In contrast, author has introduced the family of reduced hypercube (RH) interconnection networks that

have smaller VLSI complexity than hypercubes with the same number of processors. RHs are produced

from regular hypercubes by a uniform reduction in the number of channels for each node [15].

Extensive comparison of RH interconnection networks with conventional hypercubes of the same size

has proven that they achieve comparable performance. It has been also shown that any RH can simulate

simultaneously in an optimal manner several popular cube-connected cycles interconnection networks.

Additionally, techniques have been developed for the efficient embedding of linear arrays,

multidimensional meshes, and binary trees into RHs. Finally, generalized reduced hypercube

interconnection networks have been introduced for even more versatility.

I have described opinion about most popular interconnection network till 1994 year. I will present

comparisons from 1994 till nowadays in the next subchapter.

3.1. In the scientific publications after 1994 till nowadays

The article [16] compares and evaluates the multicast performance of two System-Area Networks

(SANs), Dolphin’s Scalable Coherent Interface (SCI) and Myricom’s Myrinet. Both networks deliver

low latency and high bandwidth to applications, but do not support multicast in hardware. Authors

compared SCI and Myrinet in terms of their user level performance using various software-based

multicast algorithms under various networking and multicasting scenarios. The recent Dolphin SCI

networks are capable of achieving low latencies (smaller than 2µs) and high throughputs (5.3 Gbps

peak link throughput) over point-to-point links with cut-through switching. SCI architecture is

presented on the Picture 2. Using the unidirectional ringlets as a basic block, it is possible to obtain a

large variety of topologies, such as counter-rotating rings and unidirectional and bidirectional torus

[16].

Picture 2. Architectural block diagram of SCI NIC (2D) [16].

Myrinet provides low latencies (as low as about 6µs) and high data rates (up to 2.0 Gbps).

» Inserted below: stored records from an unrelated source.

#[contractimpl]
impl IdentityRegistryContract {
    // ========== Initialization ==========

    /// Initialize the registry with a controller and pending-queue capacity.
    ///
    /// `request_capacity` defaults to `DEFAULT_REQUEST_CAPACITY` and must lie
    /// in `1..=MAX_REQUEST_CAPACITY`.
    pub fn init(
        env: Env,
        admin: Address,
        request_capacity: Option<u32>,
    ) -> Result<(), RegistryError> {
        if env.storage().instance().has(&RegistryKey::Admin) {
            return Err(RegistryError::AlreadyInitialized);
        }

        admin.require_auth();

        let capacity = request_capacity.unwrap_or(DEFAULT_REQUEST_CAPACITY);
        if capacity == 0 || capacity > MAX_REQUEST_CAPACITY {
            return Err(RegistryError::InvalidArgument);
        }

        env.storage().instance().set(&RegistryKey::Admin, &admin);
        env.storage()
            .instance()
            .set(&RegistryKey::RequestCapacity, &capacity);
        env.storage().instance().set(&RegistryKey::IdentityCount, &0u64);
        lifecycle::store(&env, Lifecycle::Active);

        log!(&env, "registry initialized", admin, capacity);
        Ok(())
    }

    /// Get the controller address.
    pub fn admin(env: Env) -> Result<Address, RegistryError> {
        env.storage()
            .instance()
            .get(&RegistryKey::Admin)
            .ok_or(RegistryError::NotInitialized)
    }

    /// Get the current lifecycle state.
    pub fn lifecycle(env: Env) -> Result<Lifecycle, RegistryError> {
        lifecycle::load(&env)
    }

    /// Number of pending-request slots per identity.
    pub fn request_capacity(env: Env) -> Result<u32, RegistryError> {
        Self::capacity(&env)
    }

    /// Total number of registered identities.
    pub fn identity_count(env: Env) -> u64 {
        env.storage()
            .instance()
            .get(&RegistryKey::IdentityCount)
            .unwrap_or(0)
    }

    // ========== Registration ==========

    /// Register an identity for `caller`.
    ///
    /// # Errors
    /// - `InvalidArgument` if the name exceeds 20 bytes or the image hash is
    ///   neither empty nor 46 bytes
    /// - `AlreadyRegistered` if the caller already has an identity
    /// - `ContractPaused` / `ContractTerminated` per lifecycle
    pub fn register(
        env: Env,
        name: String,
        image_hash: String,
        caller: Address,
    ) -> Result<(), RegistryError> {
        caller.require_auth();
        lifecycle::load(&env)?.check_write()?;

        if !validate_name(&name) || !validate_image_hash(&image_hash) {
            return Err(RegistryError::InvalidArgument);
        }

        if Self::load_identity(&env, &caller).is_some() {
            return Err(RegistryError::AlreadyRegistered);
        }

        let identity = Identity::new(name, image_hash, env.ledger().sequence() as u64);
        Self::save_identity(&env, &caller, &identity);

        let count = Self::identity_count(env.clone());
        env.storage()
            .instance()
            .set(&RegistryKey::IdentityCount, &(count + 1));

        log!(&env, "identity registered", caller);
        emit_identity_created(&env, &caller);

        Ok(())
    }

    /// Check whether `address` has registered an identity.
    pub fn is_registered(env: Env, address: Address) -> Result<bool, RegistryError> {
        lifecycle::load(&env)?.check_read()?;
        Ok(Self::load_identity(&env, &address).is_some())
    }

    /// Get the caller's own `(name, image_hash)`.
    pub fn get_my_identity(env: Env, caller: Address) -> Result<(String, String), RegistryError> {
        caller.require_auth();
        lifecycle::load(&env)?.check_read()?;

        let identity = Self::require_identity(&env, &caller)?;
        Ok(identity.view())
    }

    // ========== Identity Updates ==========

    /// Replace the caller's name. An empty name clears it.
    pub fn update_name(env: Env, name: String, caller: Address) -> Result<(), RegistryError> {
        caller.require_auth();
        lifecycle::load(&env)?.check_write()?;

        if !validate_name(&name) {
            return Err(RegistryError::InvalidArgument);
        }

        let mut identity = Self::require_identity(&env, &caller)?;
        let old = identity.name.clone();
        identity.name = name;
        identity.updated_at = env.ledger().sequence() as u64;
        Self::save_identity(&env, &caller, &identity);

        emit_name_updated(&env, &caller, &old, &identity.name);
        Ok(())
    }

    /// Replace the caller's image hash. An empty hash clears it.
    pub fn update_image_hash(
        env: Env,
        image_hash: String,
        caller: Address,
    ) -> Result<(), RegistryError> {
        caller.require_auth();
        lifecycle::load(&env)?.check_write()?;

        if !validate_image_hash(&image_hash) {
            return Err(RegistryError::InvalidArgument);
        }

        let mut identity = Self::require_identity(&env, &caller)?;
        let old = identity.image_hash.clone();
        identity.image_hash = image_hash;
        identity.updated_at = env.ledger().sequence() as u64;
        Self::save_identity(&env, &caller, &identity);

        emit_image_updated(&env, &caller, &old, &identity.image_hash);
        Ok(())
    }

    /// Replace both fields at once. Both values are validated before either
    /// is written.
    pub fn update_name_and_image(
        env: Env,
        name: String,
        image_hash: String,
        caller: Address,
    ) -> Result<(), RegistryError> {
        caller.require_auth();
        lifecycle::load(&env)?.check_write()?;

        if !validate_name(&name) || !validate_image_hash(&image_hash) {
            return Err(RegistryError::InvalidArgument);
        }

        let mut identity = Self::require_identity(&env, &caller)?;
        let old_name = identity.name.clone();
        let old_image_hash = identity.image_hash.clone();
        identity.name = name;
        identity.image_hash = image_hash;
        identity.updated_at = env.ledger().sequence() as u64;
        Self::save_identity(&env, &caller, &identity);

        emit_name_updated(&env, &caller, &old_name, &identity.name);
        emit_image_updated(&env, &caller, &old_image_hash, &identity.image_hash);
        Ok(())
    }

    // ========== Approval Requests ==========

    /// Get the caller's pending queue, padded with `None` to capacity.
    pub fn get_approval_requests(
        env: Env,
        caller: Address,
    ) -> Result<ApprovalRequests, RegistryError> {
        caller.require_auth();
        lifecycle::load(&env)?.check_read()?;

        Self::require_identity(&env, &caller)?;

        let queue = PendingRequests::load(&env, &caller, Self::capacity(&env)?);
        Ok(queue.view(&env))
    }

    /// Ask `owner` for access to their identity.
    ///
    /// # Errors
    /// - `SelfRequest` if `owner` is the caller
    /// - `NotRegistered` if either party has no identity
    /// - `DuplicateRequest` if the caller is already queued with `owner`
    /// - `RequestQueueFull` if `owner` has no free slot
    pub fn request_for_approval(
        env: Env,
        owner: Address,
        caller: Address,
    ) -> Result<(), RegistryError> {
        caller.require_auth();
        lifecycle::load(&env)?.check_write()?;

        Self::require_pair(&env, &caller, &owner)?;

        let mut queue = PendingRequests::load(&env, &owner, Self::capacity(&env)?);
        if queue.contains(&caller) {
            return Err(RegistryError::DuplicateRequest);
        }
        if !queue.push(caller.clone()) {
            return Err(RegistryError::RequestQueueFull);
        }
        queue.save(&env);

        log!(&env, "approval requested", caller, owner, queue.len());
        emit_requesting_for_approval(&env, &caller, &owner);

        Ok(())
    }

    /// Drop `requester` from the caller's pending queue without approving.
    pub fn remove_request(
        env: Env,
        requester: Address,
        caller: Address,
    ) -> Result<(), RegistryError> {
        caller.require_auth();
        lifecycle::load(&env)?.check_write()?;

        Self::require_pair(&env, &caller, &requester)?;

        let mut queue = PendingRequests::load(&env, &caller, Self::capacity(&env)?);
        if !queue.remove(&requester) {
            return Err(RegistryError::RequestNotFound);
        }
        queue.save(&env);

        log!(&env, "approval request removed", requester, caller, queue.len());
        emit_remove_request_for_approval(&env, &requester, &caller);

        Ok(())
    }

    /// Whether the caller has granted `requester` read access.
    pub fn get_requester_approval_status(
        env: Env,
        requester: Address,
        caller: Address,
    ) -> Result<bool, RegistryError> {
        caller.require_auth();
        lifecycle::load(&env)?.check_read()?;

        Self::require_pair(&env, &caller, &requester)?;
        Ok(Self::is_approved(&env, &caller, &requester))
    }

    /// Grant a queued `requester` read access and dequeue them.
    pub fn approve_requester(
        env: Env,
        requester: Address,
        caller: Address,
    ) -> Result<(), RegistryError> {
        caller.require_auth();
        lifecycle::load(&env)?.check_write()?;

        Self::require_pair(&env, &caller, &requester)?;

        let mut queue = PendingRequests::load(&env, &caller, Self::capacity(&env)?);
        if !queue.remove(&requester) {
            return Err(RegistryError::RequestNotFound);
        }
        queue.save(&env);
        Self::set_approval(&env, &caller, &requester, true);

        log!(&env, "requester approved", requester, caller);
        emit_requester_approved(&env, &requester, &caller);

        Ok(())
    }

    /// Revoke `requester`'s access and drop any pending request they hold.
    ///
    /// Serves both as "revoke" for a previously approved requester and as
    /// "reject" for a pending one, so it succeeds whether or not the
    /// requester is currently queued.
    pub fn unapprove_requester(
        env: Env,
        requester: Address,
        caller: Address,
    ) -> Result<(), RegistryError> {
        caller.require_auth();
        lifecycle::load(&env)?.check_write()?;

        Self::require_pair(&env, &caller, &requester)?;

        Self::set_approval(&env, &caller, &requester, false);

        let mut queue = PendingRequests::load(&env, &caller, Self::capacity(&env)?);
        if queue.remove(&requester) {
            queue.save(&env);
        }

        log!(&env, "requester unapproved", requester, caller);
        emit_requester_unapproved(&env, &requester, &caller);

        Ok(())
    }

    /// Read `owner`'s `(name, image_hash)`. The caller must be approved.
    pub fn get_identity_from(
        env: Env,
        owner: Address,
        caller: Address,
    ) -> Result<(String, String), RegistryError> {
        caller.require_auth();
        lifecycle::load(&env)?.check_read()?;

        Self::require_pair(&env, &caller, &owner)?;

        if !Self::is_approved(&env, &owner, &caller) {
            return Err(RegistryError::NotApproved);
        }

        let identity = Self::require_identity(&env, &owner)?;
        Ok(identity.view())
    }

    // ========== Admin Functions ==========

    /// Flip between `Active` and `Paused` (admin only). Returns the new state.
    pub fn toggle_contract_active(env: Env, caller: Address) -> Result<Lifecycle, RegistryError> {
        let current = lifecycle::load(&env)?;
        current.check_read()?;
        Self::require_admin(&env, &caller)?;

        let next = current.toggled()?;
        lifecycle::store(&env, next);

        log!(&env, "lifecycle toggled", next);
        emit_lifecycle_changed(&env, next);

        Ok(next)
    }

    /// Disable the registry for good (admin only).
    pub fn terminate_contract_permanently(env: Env, caller: Address) -> Result<(), RegistryError> {
        lifecycle::load(&env)?.check_read()?;
        Self::require_admin(&env, &caller)?;

        lifecycle::store(&env, Lifecycle::Terminated);

        log!(&env, "registry terminated", caller);
        emit_lifecycle_changed(&env, Lifecycle::Terminated);

        Ok(())
    }

    /// Hand control to `new_admin` (admin only). Both parties authorize.
    pub fn transfer_admin(env: Env, new_admin: Address, caller: Address) -> Result<(), RegistryError> {
        lifecycle::load(&env)?.check_read()?;
        Self::require_admin(&env, &caller)?;
        new_admin.require_auth();

        env.storage().instance().set(&RegistryKey::Admin, &new_admin);

        emit_admin_transferred(&env, &caller, &new_admin);
        Ok(())
    }

    /// Upgrade the contract WASM (admin only).
    pub fn upgrade(env: Env, new_wasm_hash: BytesN<32>) -> Result<(), RegistryError> {
        lifecycle::load(&env)?.check_read()?;

        let admin: Address = env
            .storage()
            .instance()
            .get(&RegistryKey::Admin)
            .ok_or(RegistryError::NotInitialized)?;

        admin.require_auth();

        env.deployer().update_current_contract_wasm(new_wasm_hash);
        Ok(())
    }

    // ========== Internal Helpers ==========

    fn require_admin(env: &Env, caller: &Address) -> Result<(), RegistryError> {
        let admin: Address = env
            .storage()
            .instance()
            .get(&RegistryKey::Admin)
            .ok_or(RegistryError::NotInitialized)?;

        if *caller != admin {
            return Err(RegistryError::Unauthorized);
        }

        caller.require_auth();
        Ok(())
    }

    fn capacity(env: &Env) -> Result<u32, RegistryError> {
        env.storage()
            .instance()
            .get(&RegistryKey::RequestCapacity)
            .ok_or(RegistryError::NotInitialized)
    }

    fn load_identity(env: &Env, address: &Address) -> Option<Identity> {
        env.storage()
            .persistent()
            .get(&RegistryKey::Identity(address.clone()))
    }

    fn require_identity(env: &Env, address: &Address) -> Result<Identity, RegistryError> {
        Self::load_identity(env, address).ok_or(RegistryError::NotRegistered)
    }

    fn save_identity(env: &Env, address: &Address, identity: &Identity) {
        let key = RegistryKey::Identity(address.clone());
        env.storage().persistent().set(&key, identity);
        env.storage()
            .persistent()
            .extend_ttl(&key, TTL_THRESHOLD, TTL_EXTEND);
    }

    /// Checks shared by every two-party operation: distinct parties, both
    /// registered.
    fn require_pair(env: &Env, caller: &Address, other: &Address) -> Result<(), RegistryError> {
        if caller == other {
            return Err(RegistryError::SelfRequest);
        }
        Self::require_identity(env, caller)?;
        Self::require_identity(env, other)?;
        Ok(())
    }

    fn is_approved(env: &Env, owner: &Address, requester: &Address) -> bool {
        env.storage()
            .persistent()
            .get(&RegistryKey::Approval(owner.clone(), requester.clone()))
            .unwrap_or(false)
    }

    fn set_approval(env: &Env, owner: &Address, requester: &Address, approved: bool) {
        let key = RegistryKey::Approval(owner.clone(), requester.clone());

        if !approved {
            env.storage().persistent().remove(&key);
            return;
        }

        env.storage().persistent().set(&key, &true);
        env.storage()
            .persistent()
            .extend_ttl(&key, TTL_THRESHOLD, TTL_EXTEND);
    }
}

Picture 3

shows the architectural block diagram of a PCI-based Myrinet NIC.

11

Picture 3. Architectural block diagram of Myrinet NIC [16].

For the Dolphin SCI experiments, Dolphin PCI-64/66/D330 SCI NICs with 5.3 Gb/s link speed are

used along with Scali’s SSP (Scali Software Platform) 3.0.1 communication software. The nodes are

interconnected to form a 4x4 unidirectional 2D torus using 2m cables. The Myrinet experiments are

performed using M2L-PCI64A-2 Myrinet NICs with a 1.28 Gb/s link speed along with Myricom’s

GM-1.6.4 communication software. The nodes are interconnected to form a 16-node star network using

16 3m Myrinet LAN cables and a 16-port Myrinet switch for the Myrinet experiments [16].

The result is shown on the Picture 4.

12

Picture 4. Large-message multicast completion latency.

The conclusion of the article is that the analysis of most widely deployed interconnects for cluster

computing takes different results. For example the SCI separate addressing algorithm is found to be the

best choice for small-message. For large messages, Dolphin’s SCI has a clear advantage compared to

Myricom’s Myrinet (i.e. 5.3 Gb/s of SCI vs. 1.28 Gb/s of Myrinet used in this experiment). Although

the newest Myrinet hardware features higher data rates (for example 2.0 Gb/s) than tested, these rates

are still significantly lower than SCI.

The article [17] also compared SCI and Myrinet. In their study, they concluded that, in terms of their

performance and robustness analyses, Myrinet is a better choice compared to SCI.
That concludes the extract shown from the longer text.